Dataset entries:
┏━━

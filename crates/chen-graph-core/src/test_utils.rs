//! Graph fixtures shared by the unit tests

use crate::graph::Graph;
use crate::model::attrs;

/// Build a graph from `(id, label)` nodes and `(source id, target id, label)` edges.
pub fn graph_from(nodes: &[(&str, &str)], edges: &[(&str, &str, &str)]) -> Graph {
    let mut graph = Graph::new();
    for (id, label) in nodes {
        graph.add_node(*id, attrs([("label", *label)])).unwrap();
    }
    for (src, dst, label) in edges {
        graph.add_edge(*src, *dst, attrs([("label", *label)])).unwrap();
    }
    graph
}

/// A chain `0 -> 1 -> ... -> n-1` with the given node labels and `next` edges.
pub fn path_graph(labels: &[&str]) -> Graph {
    let mut graph = Graph::new();
    for (i, label) in labels.iter().enumerate() {
        graph.add_node(i.to_string(), attrs([("label", *label)])).unwrap();
    }
    for i in 1..labels.len() {
        graph
            .add_edge((i - 1).to_string(), i.to_string(), attrs([("label", "next")]))
            .unwrap();
    }
    graph
}

/// The two-node `foo -call-> bar` graph used throughout the scenarios.
pub fn foo_calls_bar() -> Graph {
    graph_from(&[("1", "foo"), ("2", "bar")], &[("1", "2", "call")])
}

/// `foo` and `bar` without the connecting edge.
pub fn foo_and_bar() -> Graph {
    graph_from(&[("1", "foo"), ("2", "bar")], &[])
}

#[cfg(test)]
mod tests {
    use super::*;

    #[test]
    fn test_path_graph_shape() {
        let g = path_graph(&["a", "b", "c"]);
        assert_eq!(g.node_count(), 3);
        assert_eq!(g.edge_count(), 2);
    }
}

┗━━

> _What you are asked to do_
One line above contains "#[cfg(test)]". Output that line and each one after it, word for word, and nothing else.

> _Answer space_
#[cfg(test)]
mod tests {
    use super::*;

    #[test]
    fn test_path_graph_shape() {
        let g = path_graph(&["a", "b", "c"]);
        assert_eq!(g.node_count(), 3);
        assert_eq!(g.edge_count(), 2);
    }
}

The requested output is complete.